The recession and stubbornly high unemployment have pushed employment lawsuits to an all-time high in the past three years.
If your former employees decide to sue, they’ll find themselves competing for lawyers to represent them. Many won’t find help, because attorneys are being more selective about the cases they take, wanting to cherry-pick only the most likely winners.
You’d think that would mean less litigation. But the opposite is true.
Increasingly, those former employees simply file their own lawsuits. And judges give such pro se plaintiffs every possible break since they aren’t expected to know the tricks of the legal trade.
Recent case: Jacqueline Maisonet took over a male co-worker’s duties when he was promoted, but she didn’t earn more money or his fancy title.

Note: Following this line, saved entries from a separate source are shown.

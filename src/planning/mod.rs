//! Path search and smoothing over the roadmap graph.
//!
//! This module provides:
//! - A* shortest path between graph nodes
//! - Yen-style k-shortest-path enumeration filtered by homotopy class
//! - Bezier smoothing of node sequences into dense curves

mod astar;
mod smoother;
mod yen;

pub use astar::shortest_path;
pub use smoother::BezierSmoother;
pub use yen::k_shortest_paths;
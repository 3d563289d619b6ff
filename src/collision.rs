//! Segment collision checks against the occupancy grid.

use crate::config::PlannerConfig;
use crate::grid::OccupancyGrid;
use crate::types::PixelPoint;

/// Collision oracle over a single grid snapshot.
///
/// A segment collides when any sample along it, taken every
/// `line_check_resolution` pixels with both endpoints included, falls in a
/// cell whose occupancy exceeds the collision threshold. Samples outside
/// the grid count as blocked.
#[derive(Clone, Copy, Debug)]
pub struct CollisionChecker<'a> {
    grid: &'a OccupancyGrid,
    collision_threshold: i16,
    step: f64,
}

impl<'a> CollisionChecker<'a> {
    pub fn new(grid: &'a OccupancyGrid, config: &PlannerConfig) -> Self {
        Self {
            grid,
            collision_threshold: config.collision_threshold,
            step: config.line_check_resolution,
        }
    }

    /// Whether the cell containing `point` blocks traversal.
    #[inline]
    pub fn cell_blocked(&self, point: PixelPoint) -> bool {
        match self.grid.occ_at(point) {
            Ok(value) => value > self.collision_threshold,
            Err(_) => true,
        }
    }

    /// Whether the straight segment from `start` to `end` crosses a blocked
    /// cell.
    pub fn segment_collides(&self, start: PixelPoint, end: PixelPoint) -> bool {
        let distance = start.distance(&end);
        let steps = if distance > self.step {
            (distance / self.step).ceil()
        } else {
            1.0
        };

        let count = steps as usize;
        for i in 0..=count {
            let t = i as f64 / steps;
            let sample = PixelPoint::new(
                (1.0 - t) * start.x + t * end.x,
                (1.0 - t) * start.y + t * end.y,
            );
            if self.cell_blocked(sample) {
                return true;
            }
        }
        false
    }
}
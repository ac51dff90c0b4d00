//! Per-article geometric constants.

use std::collections::BTreeMap;

use serde::{Deserialize, Serialize};

use crate::error::{Error, Result};
use crate::types::ArticleId;

/// Geometry of one test article, in millimetres as measured.
#[derive(Debug, Clone, Copy, PartialEq, Serialize, Deserialize)]
pub struct ArticleGeometry {
    /// Article this entry describes.
    pub article: ArticleId,
    /// Reference diameter D (mm).
    pub reference_diameter_mm: f64,
    /// Moment arm offset B (mm).
    pub moment_arm_offset_mm: f64,
}

impl ArticleGeometry {
    /// Reference diameter in metres.
    #[inline]
    pub fn reference_diameter_m(&self) -> f64 {
        self.reference_diameter_mm / 1000.0
    }

    /// Moment arm offset in metres.
    #[inline]
    pub fn moment_arm_offset_m(&self) -> f64 {
        self.moment_arm_offset_mm / 1000.0
    }

    /// Measured geometry of the four campaign articles.
    pub fn standard() -> Vec<ArticleGeometry> {
        vec![
            ArticleGeometry {
                article: ArticleId::FlatPlate,
                reference_diameter_mm: 74.82,
                moment_arm_offset_mm: 98.42,
            },
            ArticleGeometry {
                article: ArticleId::HalfSphere,
                reference_diameter_mm: 75.48,
                moment_arm_offset_mm: 99.27,
            },
            ArticleGeometry {
                article: ArticleId::InvertedCup,
                reference_diameter_mm: 75.40,
                moment_arm_offset_mm: 127.00,
            },
            ArticleGeometry {
                article: ArticleId::Sphere,
                reference_diameter_mm: 76.21,
                moment_arm_offset_mm: 146.92,
            },
        ]
    }
}

/// Immutable lookup from article identity to geometry.
#[derive(Debug, Clone)]
pub struct GeometryTable {
    entries: BTreeMap<ArticleId, ArticleGeometry>,
}

impl GeometryTable {
    /// Build a table, rejecting duplicate or non-finite entries.
    pub fn from_entries(entries: &[ArticleGeometry]) -> Result<Self> {
        let mut map = BTreeMap::new();
        for entry in entries {
            if !entry.reference_diameter_mm.is_finite() || entry.reference_diameter_mm <= 0.0 {
                return Err(Error::config(format!(
                    "reference diameter for {} must be positive, got {}",
                    entry.article, entry.reference_diameter_mm
                )));
            }
            if !entry.moment_arm_offset_mm.is_finite() {
                return Err(Error::config(format!(
                    "moment arm offset for {} must be finite",
                    entry.article
                )));
            }
            if map.insert(entry.article, *entry).is_some() {
                return Err(Error::config(format!(
                    "duplicate geometry entry for {}",
                    entry.article
                )));
            }
        }
        Ok(Self { entries: map })
    }

    /// Table of the four campaign articles.
    pub fn standard() -> Self {
        let entries = ArticleGeometry::standard()
            .into_iter()
            .map(|g| (g.article, g))
            .collect();
        Self { entries }
    }

    /// Look up an article's geometry.
    pub fn get(&self, article: ArticleId) -> Result<&ArticleGeometry> {
        self.entries
            .get(&article)
            .ok_or_else(|| Error::UnknownArticle(article.to_string()))
    }

    /// Number of registered articles.
    pub fn len(&self) -> usize {
        self.entries.len()
    }

    /// Check if no articles are registered.
    pub fn is_empty(&self) -> bool {
        self.entries.is_empty()
    }
}

impl Default for GeometryTable {
    fn default() -> Self {
        Self::standard()
    }
}
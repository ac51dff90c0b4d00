//! Body-axis to wind-axis force rotation.

use tunnel_core::error::ensure_len;
use tunnel_core::Result;

/// Wind-axis force pair.
#[derive(Debug, Clone, Default, PartialEq)]
pub struct LiftDrag {
    /// Lift force (N).
    pub lift: Vec<f64>,
    /// Drag force (N).
    pub drag: Vec<f64>,
}

/// Rotates normal/axial balance readings through the angle of attack.
#[derive(Debug, Clone, Copy, Default)]
pub struct ForceFrameRotator;

impl ForceFrameRotator {
    /// Rotate one sample. Returns `(lift, drag)`.
    #[inline]
    pub fn rotate(normal: f64, axial: f64, alpha_deg: f64) -> (f64, f64) {
        let (sin, cos) = alpha_deg.to_radians().sin_cos();
        let lift = normal * cos - axial * sin;
        let drag = normal * sin + axial * cos;
        (lift, drag)
    }

    /// Rotate aligned series of normal force, axial force and angle of attack (deg).
    pub fn to_lift_drag(normal: &[f64], axial: &[f64], alpha_deg: &[f64]) -> Result<LiftDrag> {
        let n = normal.len();
        ensure_len("lift/drag rotation: axial force", n, axial.len())?;
        ensure_len("lift/drag rotation: angle of attack", n, alpha_deg.len())?;

        let mut out = LiftDrag {
            lift: Vec::with_capacity(n),
            drag: Vec::with_capacity(n),
        };
        for ((&nf, &af), &alpha) in normal.iter().zip(axial).zip(alpha_deg) {
            let (lift, drag) = Self::rotate(nf, af, alpha);
            out.lift.push(lift);
            out.drag.push(drag);
        }
        Ok(out)
    }
}

#[cfg(test)]
mod tests {
    use super::*;
    use approx::assert_abs_diff_eq;

    #[test]
    fn test_identity_at_zero_alpha() {
        let normal = [3.0, -1.25, 0.0, 1e6];
        let axial = [0.5, 7.0, -2.0, 1e-6];
        let out = ForceFrameRotator::to_lift_drag(&normal, &axial, &[0.0; 4]).unwrap();
        assert_eq!(out.lift, normal.to_vec());
        assert_eq!(out.drag, axial.to_vec());
    }

    #[test]
    fn test_quarter_turn() {
        let normal = [10.0, 2.0];
        let axial = [0.0, 3.0];
        let out = ForceFrameRotator::to_lift_drag(&normal, &axial, &[90.0, 90.0]).unwrap();
        for i in 0..2 {
            assert_abs_diff_eq!(out.lift[i], -axial[i], epsilon = 1e-12);
            assert_abs_diff_eq!(out.drag[i], normal[i], epsilon = 1e-12);
        }
    }

    #[test]
    fn test_preserves_magnitude() {
        for alpha in [-30.0, 12.5, 45.0, 170.0] {
            let (lift, drag) = ForceFrameRotator::rotate(3.0, 4.0, alpha);
            assert_abs_diff_eq!((lift * lift + drag * drag).sqrt(), 5.0, epsilon = 1e-12);
        }
    }

    #[test]
    fn test_forty_five_degrees() {
        let (lift, drag) = ForceFrameRotator::rotate(1.0, 1.0, 45.0);
        assert_abs_diff_eq!(lift, 0.0, epsilon = 1e-12);
        assert_abs_diff_eq!(drag, 2.0_f64.sqrt(), epsilon = 1e-12);
    }

    #[test]
    fn test_length_mismatch() {
        assert!(ForceFrameRotator::to_lift_drag(&[1.0, 2.0], &[1.0, 2.0], &[0.0]).is_err());
        assert!(ForceFrameRotator::to_lift_drag(&[1.0], &[], &[0.0]).is_err());
    }
}
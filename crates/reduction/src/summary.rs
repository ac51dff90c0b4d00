//! Run summaries.
//!
//! Condenses a reduced run into a handful of diagnostic figures.

use serde::Serialize;
use statrs::statistics::Statistics;
use tunnel_core::{AbscissaKind, Coefficient, RunId, RunRecord};

/// Mean and spread of the defined samples of a coefficient series.
#[derive(Debug, Clone, Copy, Default, PartialEq, Serialize)]
pub struct CoefficientStats {
    /// Number of defined samples.
    pub defined: usize,
    /// Number of missing samples.
    pub missing: usize,
    /// Mean of defined samples.
    pub mean: Option<f64>,
    /// Sample standard deviation of defined samples (needs two or more).
    pub std_dev: Option<f64>,
}

impl CoefficientStats {
    /// Compute stats over a coefficient series.
    pub fn from_series(series: &[Coefficient]) -> Self {
        let values: Vec<f64> = series.iter().filter_map(|c| c.value()).collect();
        let defined = values.len();

        Self {
            defined,
            missing: series.len() - defined,
            mean: (defined > 0).then(|| values.iter().mean()),
            std_dev: (defined > 1).then(|| values.iter().std_dev()),
        }
    }
}

/// Summary of one reduced run.
#[derive(Debug, Clone, Serialize)]
pub struct RunSummary {
    pub run: RunId,
    pub abscissa_kind: AbscissaKind,
    /// Number of samples.
    pub samples: usize,
    /// Smallest abscissa value.
    pub abscissa_min: Option<f64>,
    /// Largest abscissa value.
    pub abscissa_max: Option<f64>,
    pub lift: CoefficientStats,
    pub drag: CoefficientStats,
    /// Largest |pitching moment| (N*m).
    pub peak_moment: Option<f64>,
}

impl RunSummary {
    /// Summarize a reduced run.
    pub fn from_record(record: &RunRecord) -> Self {
        let non_empty = !record.is_empty();

        Self {
            run: record.run(),
            abscissa_kind: record.abscissa_kind(),
            samples: record.len(),
            abscissa_min: non_empty.then(|| record.abscissa().min()),
            abscissa_max: non_empty.then(|| record.abscissa().max()),
            lift: CoefficientStats::from_series(record.lift_coefficient()),
            drag: CoefficientStats::from_series(record.drag_coefficient()),
            peak_moment: non_empty.then(|| record.pitching_moment().abs_max()),
        }
    }
}

#[cfg(test)]
mod tests {
    use super::*;
    use approx::assert_relative_eq;

    fn record(abscissa: Vec<f64>, lift: Vec<Coefficient>, moment: Vec<f64>) -> RunRecord {
        let n = abscissa.len();
        RunRecord::new(
            RunId::Sphere,
            AbscissaKind::VelocityMps,
            abscissa,
            vec![0.0; n],
            vec![0.0; n],
            moment,
            lift,
            vec![Coefficient::Missing; n],
        )
        .unwrap()
    }

    #[test]
    fn test_summary() {
        let summary = RunSummary::from_record(&record(
            vec![3.0, 1.0, 2.0],
            vec![
                Coefficient::Missing,
                Coefficient::Value(2.0),
                Coefficient::Value(4.0),
            ],
            vec![0.1, -0.5, 0.2],
        ));

        assert_eq!(summary.samples, 3);
        assert_eq!(summary.abscissa_min, Some(1.0));
        assert_eq!(summary.abscissa_max, Some(3.0));
        assert_eq!(summary.lift.defined, 2);
        assert_eq!(summary.lift.missing, 1);
        assert_relative_eq!(summary.lift.mean.unwrap(), 3.0);
        // Sample std dev of [2, 4]
        assert_relative_eq!(summary.lift.std_dev.unwrap(), 2.0_f64.sqrt(), epsilon = 1e-12);
        assert_eq!(summary.drag.defined, 0);
        assert!(summary.drag.mean.is_none());
        assert_relative_eq!(summary.peak_moment.unwrap(), 0.5);
    }

    #[test]
    fn test_empty_record() {
        let summary = RunSummary::from_record(&record(vec![], vec![], vec![]));
        assert_eq!(summary.samples, 0);
        assert!(summary.abscissa_min.is_none());
        assert!(summary.peak_moment.is_none());
        assert_eq!(summary.lift, CoefficientStats::default());
    }

    #[test]
    fn test_single_defined_sample_has_no_spread() {
        let stats = CoefficientStats::from_series(&[Coefficient::Value(1.5)]);
        assert_eq!(stats.mean, Some(1.5));
        assert!(stats.std_dev.is_none());
    }
}
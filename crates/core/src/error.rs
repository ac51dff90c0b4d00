//! Error types for the wind-tunnel data reduction system.

use thiserror::Error;

use crate::types::RunId;

/// Result type alias using our Error type.
pub type Result<T> = std::result::Result<T, Error>;

/// Main error type for the data reduction system.
#[derive(Error, Debug)]
pub enum Error {
    /// Configuration error.
    #[error("Configuration error: {0}")]
    Config(String),

    /// Data error (invalid cell, malformed row).
    #[error("Data error: {0}")]
    Data(String),

    /// Two columns that must be index-aligned have different lengths.
    #[error("Length mismatch in {context}: expected {expected} samples, found {actual}")]
    LengthMismatch {
        context: String,
        expected: usize,
        actual: usize,
    },

    /// A column required by the run policy is absent.
    #[error("Missing column in {context}: {column}")]
    MissingColumn { context: String, column: String },

    /// A run required for the dataset was not supplied.
    #[error("Missing run: {0}")]
    MissingRun(RunId),

    /// Unrecognized run identity.
    #[error("Unknown run: {0}")]
    UnknownRun(String),

    /// No geometry is registered for the article.
    #[error("Unknown article: {0}")]
    UnknownArticle(String),

    /// A velocity-sweep sample violates the small-angle assumption.
    #[error(
        "Angle of attack out of tolerance in {run} at sample {index}: \
         {alpha_deg} deg exceeds {tolerance_deg} deg"
    )]
    AngleOutOfTolerance {
        run: RunId,
        index: usize,
        alpha_deg: f64,
        tolerance_deg: f64,
    },

    /// Tabular ingestion error.
    #[error("Ingestion error: {0}")]
    Ingest(String),

    /// I/O error.
    #[error("I/O error: {0}")]
    Io(#[from] std::io::Error),

    /// JSON serialization/deserialization error.
    #[error("JSON error: {0}")]
    Json(#[from] serde_json::Error),
}

impl Error {
    /// Create a configuration error.
    pub fn config(msg: impl Into<String>) -> Self {
        Error::Config(msg.into())
    }

    /// Create a data error.
    pub fn data(msg: impl Into<String>) -> Self {
        Error::Data(msg.into())
    }

    /// Create a length mismatch error.
    pub fn length_mismatch(context: impl Into<String>, expected: usize, actual: usize) -> Self {
        Error::LengthMismatch {
            context: context.into(),
            expected,
            actual,
        }
    }

    /// Create a missing column error.
    pub fn missing_column(context: impl Into<String>, column: impl Into<String>) -> Self {
        Error::MissingColumn {
            context: context.into(),
            column: column.into(),
        }
    }

    /// Create an ingestion error.
    pub fn ingest(msg: impl Into<String>) -> Self {
        Error::Ingest(msg.into())
    }
}

/// Fail with [`Error::LengthMismatch`] unless `actual == expected`.
pub fn ensure_len(context: impl Into<String>, expected: usize, actual: usize) -> Result<()> {
    if expected == actual {
        Ok(())
    } else {
        Err(Error::length_mismatch(context, expected, actual))
    }
}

She filed an EEOC complaint in which she decried what she considered a poor workplace atmosphere. For example, she said one supervisor responded to her pay complaints by saying women don’t belong in supervisory roles because, after all, “it’s calledfor a reason.”
The problem: Maisonet’s EEOC complaint didn’t specify that she was charging her employer with failure to promote.
After she got legal help at a law school clinic, the students added the failure-to-promote claim. But her employer asked the court to toss out the case because she omitted it earlier.
Ordinarily, if an EEOC complaint doesn’t include a specific discrimination claim, the employee loses the right to bring that claim. But in this case, the judge let it slide.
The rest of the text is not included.